TITLE:
Navigating Anti-Fatigue Effect: Aqueous Extract of Cistanche tubulosa plus QH in Vitro and in Vivo Study
AUTHORS:
Chin-Tsai Chou, Chien-Liang Chao, Ai-Ling Yeh, Chao-Jih Wang, Wen-Fang Huang, Ya-Ting Wu, Chi-Chang Huang, Jian-Gang Long, Muh-Hwan Su
KEYWORDS:
Ubiquinol, Cistanche tubulosa, Anti-Fatigue, Exercise Performance, C2C12, OCR
JOURNAL NAME:
Open Access Library Journal,
Vol.13 No.1,
January
12,
2026
ABSTRACT: The effects of coenzyme Q10 (CoQ10) on exercise-induced fatigue remain unclear, as previous studies have reported inconsistent results. To address fatigue associated with physiological stress, the combined use of Cistanche tubulosa aqueous extract (CTE) and ubiquinol (QH) has increasingly been reported to provide antioxidant benefits and support mitochondrial energy production, including adenosine triphosphate (ATP) synthesis; however, the underlying mechanisms remain to be fully elucidated. This study aimed to evaluate the potential synergistic effects of QH in combination with CTE on fatigue reduction and performance enhancement under physiological challenge.
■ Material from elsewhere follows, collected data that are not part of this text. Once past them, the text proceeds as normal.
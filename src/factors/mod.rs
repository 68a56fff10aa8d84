//! Age-to-age development factors

mod table;
mod estimator;

pub use table::{FactorEntry, FactorTable};
pub use estimator::{transition_ratios, FactorConfig, FactorEstimator, DEFAULT_MAX_HORIZON};
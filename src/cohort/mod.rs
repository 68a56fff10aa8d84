//! Cohort labels and calendar arithmetic

mod label;
pub mod calendar;

pub use label::YearMonth;
pub use calendar::{calendar_label, month_at, months_between};
//! Chain-ladder projection of a single cohort

use log::debug;
use serde::{Deserialize, Serialize};

use super::rows::{Projection, ProjectionRow, RowKind};
use crate::cohort::calendar_label;
use crate::error::{Result, VintageError};
use crate::factors::FactorTable;
use crate::vintage::PivotMatrix;

/// What to do when the factor for the next age is missing
#[derive(Debug, Clone, Copy, PartialEq, Eq, Default, Serialize, Deserialize)]
#[serde(rename_all = "lowercase")]
pub enum GapPolicy {
    /// End the projection at the first missing factor
    #[default]
    Stop,
    /// Leave the missing age out and keep chaining from the last projected value
    Skip,
}

/// Configuration for a projection run
#[derive(Debug, Clone, Default, PartialEq, Serialize, Deserialize)]
#[serde(default)]
pub struct ProjectionConfig {
    pub gap_policy: GapPolicy,
}

/// Projects cohorts forward over a fixed pivot and factor table
pub struct CohortProjector<'a> {
    pivot: &'a PivotMatrix,
    factors: &'a FactorTable,
    config: ProjectionConfig,
}

impl<'a> CohortProjector<'a> {
    pub fn new(pivot: &'a PivotMatrix, factors: &'a FactorTable, config: ProjectionConfig) -> Self {
        Self {
            pivot,
            factors,
            config,
        }
    }

    /// Observed curve of `cohort` followed by projected values up to `target_age`.
    ///
    /// A `target_age` at or below the last observed age yields only observed rows.
    /// Projection never runs past the factor table's horizon.
    pub fn project(&self, cohort: &str, target_age: u32) -> Result<Projection> {
        let curve = self
            .pivot
            .cohort(cohort)
            .ok_or_else(|| VintageError::CohortNotFound(cohort.to_string()))?;
        let (last_age, last_value) = curve
            .last_observed()
            .ok_or_else(|| VintageError::NoObservations(cohort.to_string()))?;
        let origin = curve.origin();

        let mut rows: Vec<ProjectionRow> = curve
            .values()
            .iter()
            .map(|(&age, &value)| ProjectionRow {
                cohort: cohort.to_string(),
                age,
                calendar_label: calendar_label(origin, age),
                value,
                kind: RowKind::Observed,
                factor: None,
            })
            .collect();

        // No factor exists past the table horizon
        let last_projectable = target_age.min(self.factors.horizon());

        let mut current = last_value;
        for age in last_age.saturating_add(1)..=last_projectable {
            let Some(factor) = self.factors.mean(age) else {
                match self.config.gap_policy {
                    GapPolicy::Stop => {
                        debug!(
                            "Projection of {} stopped at age {}: no factor (target {})",
                            cohort, age, target_age
                        );
                        break;
                    }
                    GapPolicy::Skip => {
                        debug!("Projection of {} skipped age {}: no factor", cohort, age);
                        continue;
                    }
                }
            };

            current *= factor;
            rows.push(ProjectionRow {
                cohort: cohort.to_string(),
                age,
                calendar_label: calendar_label(origin, age),
                value: current,
                kind: RowKind::Projected,
                factor: Some(factor),
            });
        }

        Ok(Projection {
            cohort: cohort.to_string(),
            target_age,
            rows,
        })
    }
}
The CTE100 plus QH group demonstrated significant improvements in forelimb grip strength and exhaustive swimming time compared with QH alone, indicating enhanced physical performance. In the mechanistic assessment of anti-fatigue activity, the CTE100 plus QH group showed reduced serum levels of lactate, ammonia, and creatine kinase (CK) after acute exercise, as well as increased concentrations of free fatty acids (FFA). Although these differences were not statistically significant relative to the QH-only group, the results demonstrated a consistent downward trend in acute fatigue-related biomarkers. To further investigate the metabolic regulatory effects of CTE plus QH, a TNF-α-induced C2C12 cell injury model was employed. Cellular metabolism was assessed by measuring mitochondrial oxygen consumption rate (OCR) using the Seahorse XF24 extracellular flux analyzer. The results showed that the combination of CTE and QH enhanced ATP production and maximal respiratory capacity compared with QH alone. Overall, these findings suggest that the anti-fatigue effects observed in animal studies may be partially attributable to the ability of CTE to enhance mitochondrial respiratory oxygen consumption.